To Check whether R is Transitive: The relation R in the set A is transitive if (a_1, a_2) ∈ R and (a_2, a_3) ∈ R implies that (a_1, a_3) ∈ R, for all a_1, a_2, a_3 ∈ A

In this case, we see that (1, 3) ∈ R and also (3, 8) ∈ R but (1, 8) ∉ R

∴ R is not Transitive

∴ R is neither reflexive nor symmetric nor transitive.

iii. Relation R in the set A = {1, 2, 3, 4, 5, 6} as R = {(x, y) : y is divisible by x}

To Check whether R is Reflexive: The relation R in the set A is reflexive if (a, a) ∈ R, for every a ∈ A.

As we know, every element x is divisible by itself i.e. x. In otherwords, (x, x) ∈ R

∴ R is Reflexive

To Check whether R is Symmetric: The relation R in the set A is symmetric if (a_1, a_2) ∈ R implies that (a_2, a_1) ∈ R, for all a_1, a_2 ∈ A

In this case, we can see that 6 is divisible by 3. However, 3 is not divisible by 6. In otherwords, (3, 6) ∈ R but (6, 3) ∉ R.

∴ R is not Symmetric

To Check whether R is Transitive: The relation R in the set A is transitive if (a_1, a_2) ∈ R and (a_2, a_3) ∈ R implies that (a_1, a_3) ∈ R, for all a_1, a_2, a_3 ∈ A

Here we see that (1, 3) ∈ R as 3 is divisible by 1. Also, (3, 6) ∈ R as 6 is divisible by 3. Also we see that 6 is divisible by 1 i.e. (1, 6) ∈ R

∴ R is Transitive

∴ R is both reflexive and transitive but not symmetric.

iv. Relation R in the set Z of all integers defined as R = {(x, y) : x – y is an integer}

To Check whether R is Reflexive: The relation R in the set A is reflexive if (a, a) ∈ R, for every a ∈ A.

In this case, for any element x, {x - x = 0}. As 0 is also an integer, this property is true for every element x ∈ Z. In otherwords, (x, x) ∈ R

∴ R is Reflexive

If {x - y = k}, where k is an integer.

Now, {y - x = -(x - y) = -k}. If k is an integer, then -k is also an integer. So, we see that if (x, y) ∈ R then (y, x) ∈ R.

∴ R is Symmetric

Here we see that if {(x - y)} is an integer and {(y - z)} is another integer, then {(x - z) = (x - y) + (y - z)} is also an integer, as sum of two integers is integer. So, we can say that if (x, y) ∈ R and (y, z) ∈ R then (x, z) ∈ R.

∴ R is Transitive

∴ R is reflexive, symmetric as well as transitive.

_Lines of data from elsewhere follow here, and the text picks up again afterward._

//! Expiry-correction logging.
//!
//! Every time a user fixes an extracted expiry date, the correction is
//! recorded together with the raw OCR text that produced the wrong
//! value. The log is the raw material for tuning the extraction
//! heuristics; persistence itself lives behind the [`CorrectionLog`]
//! trait.

use async_trait::async_trait;
use chrono::{DateTime, NaiveDate, Utc};
use serde::{Deserialize, Serialize};
use thiserror::Error;
use tokio::sync::Mutex;

#[derive(Error, Debug)]
pub enum CorrectionError {
    #[error("correction storage failure: {0}")]
    Storage(String),
}

/// One user correction of an extracted expiry date.
#[derive(Debug, Clone, PartialEq, Eq, Serialize, Deserialize)]
pub struct ExpiryCorrection {
    pub batch_id: u64,
    pub original_expiry: NaiveDate,
    pub corrected_expiry: NaiveDate,
    /// The raw OCR text the wrong extraction came from.
    pub raw_ocr_text: String,
    pub recorded_at: DateTime<Utc>,
}

impl ExpiryCorrection {
    pub fn new(
        batch_id: u64,
        original_expiry: NaiveDate,
        corrected_expiry: NaiveDate,
        raw_ocr_text: impl Into<String>,
    ) -> Self {
        Self {
            batch_id,
            original_expiry,
            corrected_expiry,
            raw_ocr_text: raw_ocr_text.into(),
            recorded_at: Utc::now(),
        }
    }

    /// Signed size of the correction in days; positive when the user
    /// pushed the expiry further out.
    pub fn shift_days(&self) -> i64 {
        self.corrected_expiry
            .signed_duration_since(self.original_expiry)
            .num_days()
    }
}

#[async_trait]
pub trait CorrectionLog: Send + Sync {
    async fn record(&self, correction: ExpiryCorrection) -> Result<(), CorrectionError>;
}

/// In-memory correction log for tests and single-process deployments.
#[derive(Default)]
pub struct InMemoryCorrectionLog {
    entries: Mutex<Vec<ExpiryCorrection>>,
}

impl InMemoryCorrectionLog {
    pub fn new() -> Self {
        Self::default()
    }

    pub async fn all(&self) -> Vec<ExpiryCorrection> {
        self.entries.lock().await.clone()
    }

    /// Mean signed shift across all recorded corrections; `None` when
    /// nothing has been recorded. A consistently positive value means
    /// the extractor is guessing too conservative an expiry.
    pub async fn mean_shift_days(&self) -> Option<f64> {
        let entries = self.entries.lock().await;
        if entries.is_empty() {
            return None;
        }
        let total: i64 = entries.iter().map(ExpiryCorrection::shift_days).sum();
        Some(total as f64 / entries.len() as f64)
    }
}

#[async_trait]
impl CorrectionLog for InMemoryCorrectionLog {
    async fn record(&self, correction: ExpiryCorrection) -> Result<(), CorrectionError> {
        self.entries.lock().await.push(correction);
        Ok(())
    }
}

#[cfg(test)]
mod tests {
    use super::*;

    fn date(y: i32, m: u32, d: u32) -> NaiveDate {
        NaiveDate::from_ymd_opt(y, m, d).unwrap()
    }

    #[test]
    fn shift_is_signed() {
        let pushed_out =
            ExpiryCorrection::new(1, date(2030, 1, 1), date(2030, 1, 11), "EXP 01/01/2030");
        assert_eq!(pushed_out.shift_days(), 10);

        let pulled_in =
            ExpiryCorrection::new(2, date(2030, 1, 11), date(2030, 1, 1), "EXP 11/01/2030");
        assert_eq!(pulled_in.shift_days(), -10);
    }

    #[tokio::test]
    async fn log_records_and_averages() {
        let log = InMemoryCorrectionLog::new();
        assert_eq!(log.mean_shift_days().await, None);

        log.record(ExpiryCorrection::new(
            1,
            date(2030, 1, 1),
            date(2030, 1, 5),
            "text",
        ))
        .await
        .unwrap();
        log.record(ExpiryCorrection::new(
            2,
            date(2030, 1, 1),
            date(2030, 1, 11),
            "text",
        ))
        .await
        .unwrap();

        assert_eq!(log.all().await.len(), 2);
        assert_eq!(log.mean_shift_days().await, Some(7.0));
    }
}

v (a). R = {(x, y) : x and y work at the same place}

In this case, if x is working at a given place, then the same person x is also working at the same place. So, clearly (x, x) ∈ R.

∴ R is Reflexive

If x and y are working at a given place, then it implies that y and x are also working at the same place. So, we can say that if (x, y) ∈ R then (y, x) ∈ R

∴ R is Symmetric

If x and y are working at the given place and also y and z are working at that place, then it implies that both x and z are also working at the same place. In otherwords, if (x, y) ∈ R, (y, z) ∈ R then (x, y) ∈ R.

∴ R is Transitive

∴ R is reflexive, symmetric as well as transitive.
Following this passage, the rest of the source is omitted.